Orbital myositis: an uncommon ophthalmic presentation in scleroderma-polymyositis overlap syndrome.

Scleroderma-polymyositis overlap syndrome (SSc-PM) is an uncommon autoimmune condition characterised by clinical and serological features of both systemic sclerosis and inflammatory myopathy. Ocular manifestations of this syndrome are rare and insufficiently described in the literature. We report a case of SSc-PM presenting with orbital myositis as the primary manifestation, accompanied by proximal myopathy. A middle-aged woman presented with a 3-month history of progressive finger skin tightening, painless diplopia and restricted eye movements. Ophthalmological evaluation and imaging confirmed bilateral lateral rectus myositis. Laboratory investigations revealed elevated creatine kinase, positive antinuclear antibodies and anti-Ku antibody positivity.
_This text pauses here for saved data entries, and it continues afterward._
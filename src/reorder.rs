//! Minimal-move reordering.
//!
//! Walks target positions left to right. At each position the container
//! either already holds the right node, or one of two actions fixes it:
//!
//! - **insert**: place the target node at the position (moving it if it is
//!   already a child)
//! - **evict**: detach children at the position until the target surfaces;
//!   evicted nodes stay registered and are inserted again when the walk
//!   reaches their own position
//!
//! The choice between the two is [`Classification::should_insert`].
//!
//! # Complexity
//!
//! O(1) container operations per position when one block is displaced,
//! O(n²) evictions in the worst case. There is no global optimum search.

use std::hash::Hash;

use crate::classify::Classification;
use crate::container::Container;
use crate::error::{RepeaterError, RepeaterResult};
use crate::stats::ApplyStats;

/// Bring the container into `plan.targets` order.
pub(crate) fn reorder<N, C>(container: &mut C, plan: &Classification<N>, stats: &mut ApplyStats)
where
    N: Clone + Eq + Hash,
    C: Container<Node = N>,
{
    for (position, target) in plan.targets.iter().enumerate() {
        let insert = match container.child_at(position) {
            Some(current) if current == target => continue,
            Some(current) => plan.should_insert(position, current),
            None => true,
        };

        if !insert {
            while let Some(child) = container.child_at(position) {
                if child == target {
                    break;
                }
                container.remove_at(position);
                stats.evicted += 1;
            }
            log::trace!("evicted up to position {position}");
            if container.child_at(position) == Some(target) {
                continue;
            }
        }

        log::trace!("inserting at position {position}");
        container.insert_at(position, target.clone());
        stats.inserted += 1;
    }
}

/// Check that the container holds exactly `targets`, in order.
pub(crate) fn verify<N, C>(container: &C, targets: &[N]) -> RepeaterResult<()>
where
    N: Eq,
    C: Container<Node = N>,
{
    if let Some(position) = targets
        .iter()
        .enumerate()
        .position(|(position, target)| container.child_at(position) != Some(target))
    {
        return Err(RepeaterError::OrderMismatch { position });
    }
    if container.len() != targets.len() {
        return Err(RepeaterError::OrderMismatch {
            position: targets.len(),
        });
    }
    Ok(())
}
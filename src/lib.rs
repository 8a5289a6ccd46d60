//! keyed-repeater - Keyed list reconciliation for retained-mode UI trees
//!
//! ## Core Concepts
//!
//! A [`Repeater`] owns an empty [`Container`] and keeps exactly one node in
//! it per item of the last requested list, in list order. Given a new list
//! it:
//!
//! - reuses the node of every item that is still present
//! - creates nodes only for new items, releases nodes of vanished items
//! - reorders with a block-move heuristic instead of a full edit distance
//!
//! ## Modules
//! - `registry`: durable item → node mapping
//! - `container`: the [`Container`] adapter trait and built-in containers
//! - `source`: pull-based data sources with coalesced change notifications
//! - `error`: error types
//!
//! ## Usage
//!
//! Nodes are handles: `Eq` and `Hash` must compare identity, so every call
//! of the factory has to return a distinct node. Here each node carries a
//! serial number next to its label.
//!
//! ```
//! use keyed_repeater::{ChildList, Repeater};
//!
//! let mut serial = 0;
//! let mut repeater = Repeater::new(ChildList::new(), move |name: &String| {
//!     serial += 1;
//!     (serial, name.to_uppercase())
//! })?;
//!
//! repeater.apply(["a", "b", "c"].map(String::from))?;
//! let stats = repeater.apply(["c", "a"].map(String::from))?;
//!
//! let labels: Vec<&str> = repeater.container().iter().map(|(_, label)| label.as_str()).collect();
//! assert_eq!(labels, ["C", "A"]);
//! assert_eq!(stats.created, 0);
//! assert_eq!(stats.removed, 1);
//! # Ok::<(), keyed_repeater::RepeaterError>(())
//! ```

// =============================================================================
// Modules
// =============================================================================

/// Item → node registry
pub mod registry;

/// Container adapter trait and built-in containers
pub mod container;

/// Data sources and change notification
pub mod source;

/// Error types
pub mod error;

/// Prelude for common imports
pub mod prelude;

mod binding;
mod classify;
mod config;
mod reorder;
mod repeater;
mod stats;

#[cfg(test)]
mod testing;

// =============================================================================
// Re-exports
// =============================================================================

pub use repeater::{Repeater, RepeaterBuilder};
pub use config::RepeaterConfig;
pub use stats::ApplyStats;

pub use container::{ChildList, Children, Container};
pub use registry::ItemRegistry;
pub use source::{DataSource, ListDataSource, RefreshNotifier, Subscription};

pub use error::{RepeaterError, RepeaterResult};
Following the rheumatology consultation, she was treated with intravenous methylprednisolone, transitioned to tapering oral prednisolone and initiated on mycophenolate mofetil. Her diplopia resolved completely and muscle enzyme levels normalised. Over 6 months of follow-up, there was no progression of cutaneous or pulmonary disease. This case highlights orbital myositis as a rare but treatable manifestation of SSc-PM, underscoring the importance of early recognition and prompt immunosuppression in overlap syndromes.